Dominique Rankin explique : Au début, nous avons accueilli et soigné ces hommes étranges, nous avons chassé et pêché pour eux. Nous les avons vêtus et leur avons donné du bois pour se réchauffer. Nous leur avons montré nos remèdes et avons partagé la pipe sacrée en leur compagnie. Certains ont aimé notre vie et compris notre vision, mais d’autres entêtés et assoiffés de puissance ont persisté dans leur opinion.
Qu’auraient-ils fait les Amérindiens s’ils avaient compris que Jeanne Mance et Paul de Chomedey de Maisonneuve, débarqués en 1642, un siècle après Cartier, avaient le projet de fonder une colonie pour les convertir et les sédentariser ? Rien sans doute, c’est tellement inimaginable.
Dans un podcast de France Culture écouté pendant le voyage, l’écrivaine Monique Proulx explique que l’histoire des origines de Montréal est passionnante :
– La ville a été cofondée par des fous mystiques français, Jeanne Mance et Paul de Chomedey de Maisonneuve, comme il en existe de nombreux en France au XVIIe. Ils arrivent au Québec avec une somme d’argent conséquente et trente-huit compatriotes, neuf femmes et vingt-neuf hommes. Des laïcs qui vivaient dans une espèce de pureté, qui peut sembler aujourd’hui ahurissante, déplacée, avilissante, dégradante et fondamentalement catholique. Pourtant ces hommes et ces femmes étaient pleins de bonnes intentions. Ils voulaient apporter à ceux qu’ils considéraient comme des sauvages le salut divin et une meilleure qualité de vie. Ils avaient entendu dire que ces gens crevaient de froid et de faim, ils voulaient les sauver. La folle entreprise disaient les habitants de Québec, qui pensaient : quelle idée de s’installer en ce milieu hostile au climat rude, avec de surcroît le risque de se faire tuer lors des conflits meurtriers entre Iroquois et Algonquins ! Une guerre dont l’enjeu est la conquête d’un plus vaste territoire pour chasser le castor dont la fourrure est très convoitée dans le commerce des Amérindiens avec les Européens. Un désir fou de dépassement de soi pour ces pionniers pense Monique Proulx. Une difficile cohabitation entre les Premières Nations d’Amérique et les Blancs qui perdure encore aujourd’hui.

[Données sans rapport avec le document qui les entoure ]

// ABOUTME: API key types for authentication and rate limiting
// ABOUTME: ApiKeyTier, ApiKey, usage tracking, and request/response DTOs
//
// SPDX-License-Identifier: MIT OR Apache-2.0
// Copyright (c) 2025 Pierre Fitness Intelligence

use std::fmt::{self, Display, Formatter};
use std::result::Result;
use std::str::FromStr;

use crate::constants::{
    system_config::{
        PROFESSIONAL_MONTHLY_LIMIT, RATE_LIMIT_WINDOW_SECONDS, STARTER_MONTHLY_LIMIT,
        TRIAL_MONTHLY_LIMIT, TRIAL_PERIOD_DAYS,
    },
    tiers,
};
use crate::errors::AppError;
use chrono::{DateTime, Utc};
use serde::{Deserialize, Serialize};
use uuid::Uuid;

/// API Key tiers with rate limits
#[non_exhaustive]
#[derive(Debug, Clone, Serialize, Deserialize, PartialEq, Eq)]
#[serde(rename_all = "lowercase")]
pub enum ApiKeyTier {
    /// Trial tier - 1,000 requests/month, auto-expires in 14 days
    Trial,
    /// Starter tier - 10,000 requests/month
    Starter,
    /// Professional tier - 100,000 requests/month
    Professional,
    /// Enterprise tier - Unlimited requests
    Enterprise,
}

impl Display for ApiKeyTier {
    fn fmt(&self, f: &mut Formatter<'_>) -> fmt::Result {
        match self {
            Self::Trial => write!(f, "Trial"),
            Self::Starter => write!(f, "Starter"),
            Self::Professional => write!(f, "Professional"),
            Self::Enterprise => write!(f, "Enterprise"),
        }
    }
}

impl ApiKeyTier {
    /// Returns the monthly API request limit for this tier
    #[must_use]
    pub const fn monthly_limit(&self) -> Option<u32> {
        match self {
            Self::Trial => Some(TRIAL_MONTHLY_LIMIT),
            Self::Starter => Some(STARTER_MONTHLY_LIMIT),
            Self::Professional => Some(PROFESSIONAL_MONTHLY_LIMIT),
            Self::Enterprise => None, // Unlimited
        }
    }

    /// Returns the rate limit window duration in seconds
    #[must_use]
    pub const fn rate_limit_window(&self) -> u32 {
        RATE_LIMIT_WINDOW_SECONDS // 30 days in seconds
    }

    /// Default expiration in days for trial keys
    #[must_use]
    pub const fn default_trial_days(&self) -> Option<i64> {
        match self {
            Self::Trial => Some(TRIAL_PERIOD_DAYS), // Trial period
            _ => None,
        }
    }

    /// Check if this is a trial tier
    #[must_use]
    pub const fn is_trial(&self) -> bool {
        matches!(self, Self::Trial)
    }

    /// Get string representation for database storage
    #[must_use]
    pub const fn as_str(&self) -> &'static str {
        match self {
            Self::Trial => tiers::TRIAL,
            Self::Starter => tiers::STARTER,
            Self::Professional => tiers::PROFESSIONAL,
            Self::Enterprise => tiers::ENTERPRISE,
        }
    }
}

impl FromStr for ApiKeyTier {
    type Err = AppError;

    fn from_str(s: &str) -> Result<Self, Self::Err> {
        match s {
            tiers::TRIAL => Ok(Self::Trial),
            tiers::STARTER => Ok(Self::Starter),
            tiers::PROFESSIONAL => Ok(Self::Professional),
            tiers::ENTERPRISE => Ok(Self::Enterprise),
            _ => Err(AppError::invalid_input(format!(
                "Invalid API key tier: {s}"
            ))),
        }
    }
}

/// API Key model
#[derive(Debug, Clone, Serialize, Deserialize)]
pub struct ApiKey {
    /// Unique identifier for the API key
    pub id: String,
    /// ID of the user who owns this key
    pub user_id: Uuid,
    /// Human-readable name for the key
    pub name: String,
    /// Visible prefix of the key for identification
    pub key_prefix: String,
    /// SHA-256 hash of the full key for verification
    pub key_hash: String,
    /// Optional description of the key's purpose
    pub description: Option<String>,
    /// Tier level determining rate limits
    pub tier: ApiKeyTier,
    /// Maximum requests allowed in the rate limit window
    pub rate_limit_requests: u32,
    /// Rate limit window duration in seconds
    pub rate_limit_window_seconds: u32,
    /// Whether the key is currently active
    pub is_active: bool,
    /// When the key was last used
    pub last_used_at: Option<DateTime<Utc>>,
    /// When the key expires (if set)
    pub expires_at: Option<DateTime<Utc>>,
    /// When the key was created
    pub created_at: DateTime<Utc>,
}

/// API Key creation request with rate limit
#[derive(Debug, Deserialize)]
pub struct CreateApiKeyRequest {
    /// Human-readable name for the key
    pub name: String,
    /// Optional description of the key's purpose
    pub description: Option<String>,
    /// Tier level for the key
    pub tier: ApiKeyTier,
    /// Maximum requests allowed (0 = unlimited)
    pub rate_limit_requests: Option<u32>,
    /// Number of days until expiration
    pub expires_in_days: Option<i64>,
}

/// Simplified API Key creation request
#[derive(Debug, Deserialize)]
pub struct CreateApiKeyRequestSimple {
    /// Human-readable name for the key
    pub name: String,
    /// Optional description of the key's purpose
    pub description: Option<String>,
    /// Maximum requests allowed (0 = unlimited)
    pub rate_limit_requests: u32,
    /// Number of days until expiration
    pub expires_in_days: Option<i64>,
}

/// API Key response (includes the actual key only on creation)
#[derive(Debug, Serialize)]
pub struct ApiKeyResponse {
    /// Unique identifier for the API key
    pub id: String,
    /// Human-readable name for the key
    pub name: String,
    /// Optional description of the key's purpose
    pub description: Option<String>,
    /// Tier level of the key
    pub tier: ApiKeyTier,
    /// Visible prefix for identification
    pub key_prefix: String,
    /// When the key was created
    pub created_at: DateTime<Utc>,
    /// When the key expires (if set)
    pub expires_at: Option<DateTime<Utc>>,
    /// The actual API key (only included on creation, never shown again)
    #[serde(skip_serializing_if = "Option::is_none")]
    pub api_key: Option<String>,
}

/// Usage record for tracking
#[derive(Debug, Serialize, Deserialize)]
pub struct ApiKeyUsage {
    /// Unique identifier for this usage record
    pub id: Option<i64>,
    /// ID of the API key that was used
    pub api_key_id: String,
    /// When the request was made
    pub timestamp: DateTime<Utc>,
    /// Name of the tool/endpoint that was called
    pub tool_name: String,
    /// Response time in milliseconds
    pub response_time_ms: Option<u32>,
    /// HTTP status code returned
    pub status_code: u16,
    /// Error message if request failed
    pub error_message: Option<String>,
    /// Size of the request payload in bytes
    pub request_size_bytes: Option<u32>,
    /// Size of the response payload in bytes
    pub response_size_bytes: Option<u32>,
    /// Client IP address
    pub ip_address: Option<String>,
    /// Client user agent string
    pub user_agent: Option<String>,
}

/// Aggregated usage statistics
#[derive(Debug, Serialize, Deserialize)]
pub struct ApiKeyUsageStats {
    /// ID of the API key
    pub api_key_id: String,
    /// Start of the statistics period
    pub period_start: DateTime<Utc>,
    /// End of the statistics period
    pub period_end: DateTime<Utc>,
    /// Total number of requests made
    pub total_requests: u32,
    /// Number of successful requests (2xx status)
    pub successful_requests: u32,
    /// Number of failed requests (4xx/5xx status)
    pub failed_requests: u32,
    /// Total response time in milliseconds
    pub total_response_time_ms: u64,
    /// JSON object mapping tool names to usage counts
    pub tool_usage: serde_json::Value,
}

/// Rate limit status
#[derive(Debug, Serialize)]
pub struct RateLimitStatus {
    /// Whether the key is currently rate limited
    pub is_rate_limited: bool,
    /// Maximum requests allowed in the window
    pub limit: Option<u32>,
    /// Remaining requests in the current window
    pub remaining: Option<u32>,
    /// When the rate limit window resets
    pub reset_at: Option<DateTime<Utc>>,
}

/// Generated API key data
#[derive(Debug)]
pub struct ApiKeyData {
    /// The full API key (shown only once)
    pub full_key: String,
    /// Visible prefix for identification
    pub key_prefix: String,
    /// SHA-256 hash of the full key
    pub key_hash: String,
}
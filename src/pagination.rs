// ABOUTME: Re-exports pagination types from pierre-core for unified type identity
// ABOUTME: Ensures PaginationParams/CursorPage are the same type across all workspace crates
//
// SPDX-License-Identifier: MIT OR Apache-2.0
// Copyright (c) 2025 Pierre Fitness Intelligence

pub use pierre_core::pagination::*;
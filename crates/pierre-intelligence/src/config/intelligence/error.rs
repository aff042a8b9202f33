// ABOUTME: Configuration error types for intelligence module validation
// ABOUTME: Defines error variants for invalid ranges, missing fields, and validation failures
//
// SPDX-License-Identifier: MIT OR Apache-2.0
// Copyright (c) 2025 Pierre Fitness Intelligence

//! Configuration error types for intelligence module validation.

use std::env;
use thiserror::Error;

/// Configuration-related errors
#[derive(Debug, Error)]
pub enum ConfigError {
    /// Value outside acceptable range (e.g., percentage not between 0-100)
    #[error("Invalid range: {0}")]
    InvalidRange(&'static str),

    /// Required configuration field is missing
    #[error("Missing required field: {0}")]
    MissingField(&'static str),

    /// Environment variable access or parse error
    #[error("Environment variable error: {0}")]
    EnvVar(#[from] env::VarError),

    /// Failed to parse configuration value
    #[error("Parse error: {0}")]
    Parse(String),

    /// Weights don't sum to required total (e.g., not 100%)
    #[error("Invalid weights: {0}")]
    InvalidWeights(&'static str),

    /// Numeric value outside valid range for parameter
    #[error("Value out of range: {0}")]
    ValueOutOfRange(&'static str),
}
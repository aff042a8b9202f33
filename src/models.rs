// ABOUTME: Core data models and types for the Pierre fitness API
// ABOUTME: Defines Activity, User, SportType and other fundamental data structures
//
// SPDX-License-Identifier: MIT OR Apache-2.0
// Copyright (c) 2025 Pierre Fitness Intelligence

//! # Data Models
//!
// NOTE: All `.clone()` calls in this file are Safe - they are necessary for:
// - HashMap key ownership for statistics aggregation (stage_type.clone())
// - Data structure ownership transfers across model boundaries
//!
//! This module contains the core data structures used throughout the Pierre MCP Server.
//! These models provide a unified representation of fitness data from various providers
//! like Strava and Fitbit.
//!
//! ## Design Principles
//!
//! - **Provider Agnostic**: Models abstract away provider-specific differences
//! - **Extensible**: Optional fields accommodate different provider capabilities
//! - **Serializable**: All models support JSON serialization for MCP protocol
//! - **Type Safe**: Strong typing prevents common data handling errors
//!
//! ## Core Models
//!
//! - `Activity`: Represents a single fitness activity (run, ride, etc.)
//! - `Athlete`: User profile information
//! - `Stats`: Aggregated fitness statistics
//! - `PersonalRecord`: Individual performance records
//! - `SportType`: Enumeration of supported activity types

use std::collections::HashMap;
use std::fmt::{Display, Formatter, Result as FmtResult};
use std::str::FromStr;

use chrono::{DateTime, Utc};
use serde::{Deserialize, Serialize};
use uuid::Uuid;

use crate::config::profiles::FitnessLevel;
use crate::config::FitnessConfig;
use crate::constants::tiers;
use crate::errors::{AppError, AppResult};
use crate::intelligence::algorithms::MaxHrAlgorithm;
use crate::permissions::UserRole;

/// Heart rate zone data for an activity
#[derive(Debug, Clone, Serialize, Deserialize)]
pub struct HeartRateZone {
    /// Zone name (e.g., "Zone 1", "Fat Burn", "Cardio")
    pub name: String,
    /// Minimum heart rate for this zone in BPM
    pub min_hr: u32,
    /// Maximum heart rate for this zone in BPM
    pub max_hr: u32,
    /// Minutes spent in this zone during the activity
    pub minutes: u32,
}

/// Power zone data for cycling activities
#[derive(Debug, Clone, Serialize, Deserialize)]
pub struct PowerZone {
    /// Zone name (e.g., "Zone 1", "Active Recovery", "Threshold")
    pub name: String,
    /// Minimum power for this zone in watts
    pub min_power: u32,
    /// Maximum power for this zone in watts
    pub max_power: u32,
    /// Time spent in this zone in seconds
    pub time_in_zone: u32,
}

/// Sleep stage data
#[derive(Debug, Clone, Serialize, Deserialize)]
pub struct SleepStage {
    /// Stage type (awake, light, deep, rem)
    pub stage_type: SleepStageType,
    /// Start time of this stage
    pub start_time: DateTime<Utc>,
    /// Duration of this stage in minutes
    pub duration_minutes: u32,
}

/// Types of sleep stages
#[non_exhaustive]
#[derive(Debug, Copy, Clone, Serialize, Deserialize, PartialEq, Eq, Hash)]
#[serde(rename_all = "snake_case")]
pub enum SleepStageType {
    /// Awake stage - user is conscious and alert
    Awake,
    /// Light sleep stage - easy to wake from, body relaxing
    Light,
    /// Deep sleep stage - restorative, hard to wake from
    Deep,
    /// REM (Rapid Eye Movement) sleep stage - dreaming, memory consolidation
    Rem,
}

/// Time-series data for detailed activity analysis
#[derive(Debug, Clone, Serialize, Deserialize, PartialEq)]
pub struct TimeSeriesData {
    /// Time offsets from activity start in seconds
    pub timestamps: Vec<u32>,
    /// Heart rate measurements (BPM)
    #[serde(skip_serializing_if = "Option::is_none")]
    pub heart_rate: Option<Vec<u32>>,
    /// Power measurements (watts)
    #[serde(skip_serializing_if = "Option::is_none")]
    pub power: Option<Vec<u32>>,
    /// Cadence measurements (RPM or steps/min)
    #[serde(skip_serializing_if = "Option::is_none")]
    pub cadence: Option<Vec<u32>>,
    /// Speed measurements (m/s)
    #[serde(skip_serializing_if = "Option::is_none")]
    pub speed: Option<Vec<f32>>,
    /// Altitude measurements (meters)
    #[serde(skip_serializing_if = "Option::is_none")]
    pub altitude: Option<Vec<f32>>,
    /// Temperature measurements (Celsius)
    #[serde(skip_serializing_if = "Option::is_none")]
    pub temperature: Option<Vec<f32>>,
    /// GPS coordinates (lat, lon pairs)
    #[serde(skip_serializing_if = "Option::is_none")]
    pub gps_coordinates: Option<Vec<(f64, f64)>>,
}

/// Segment effort within an activity (primarily from Strava)
/// Represents performance on a known route/segment during an activity
#[derive(Debug, Clone, Serialize, Deserialize, PartialEq)]
pub struct SegmentEffort {
    /// Unique identifier for the segment effort
    pub id: String,
    /// Name of the segment
    pub name: String,
    /// Elapsed time on segment in seconds
    pub elapsed_time: u64,
    /// Moving time on segment in seconds (excludes stopped time)
    #[serde(skip_serializing_if = "Option::is_none")]
    pub moving_time: Option<u64>,
    /// When the segment effort started (UTC)
    pub start_date: DateTime<Utc>,
    /// Distance of the segment in meters
    pub distance: f64,
    /// Average heart rate during segment (BPM)
    #[serde(skip_serializing_if = "Option::is_none")]
    pub average_heart_rate: Option<u32>,
    /// Max heart rate during segment (BPM)
    #[serde(skip_serializing_if = "Option::is_none")]
    pub max_heart_rate: Option<u32>,
    /// Average cadence during segment
    #[serde(skip_serializing_if = "Option::is_none")]
    pub average_cadence: Option<u32>,
    /// Average power during segment (watts)
    #[serde(skip_serializing_if = "Option::is_none")]
    pub average_watts: Option<u32>,
    /// King of the Mountain (KOM) rank for this effort (1 = fastest ever)
    #[serde(skip_serializing_if = "Option::is_none")]
    pub kom_rank: Option<u32>,
    /// Personal Record (PR) rank for this athlete (1 = athlete's best)
    #[serde(skip_serializing_if = "Option::is_none")]
    pub pr_rank: Option<u32>,
    /// Segment climb category (HC, 1-4, or None)
    #[serde(skip_serializing_if = "Option::is_none")]
    pub climb_category: Option<u32>,
    /// Average grade/gradient of the segment (percentage)
    #[serde(skip_serializing_if = "Option::is_none")]
    pub average_grade: Option<f32>,
    /// Elevation gain on the segment in meters
    #[serde(skip_serializing_if = "Option::is_none")]
    pub elevation_gain: Option<f64>,
}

A leur arrivée les colons vivent de manière assez proche de celle des amérindiens. Ils installent leur campement dans les bois et s’aident des conseils des Natifs pour survivre. Une année après son arrivée, Jeanne Mance installe un petit hôpital qui attire très vite les Autochtones. Et hop, ils sont à la fois soignés et convertis au christianisme. Oubliée la médecine traditionnelle à base de plantes cueillie dans les bois, des glandes de castors séchées pour désinfecter une plaie ou engourdir une blessure. Un savoir traditionnel peu à peu oublié.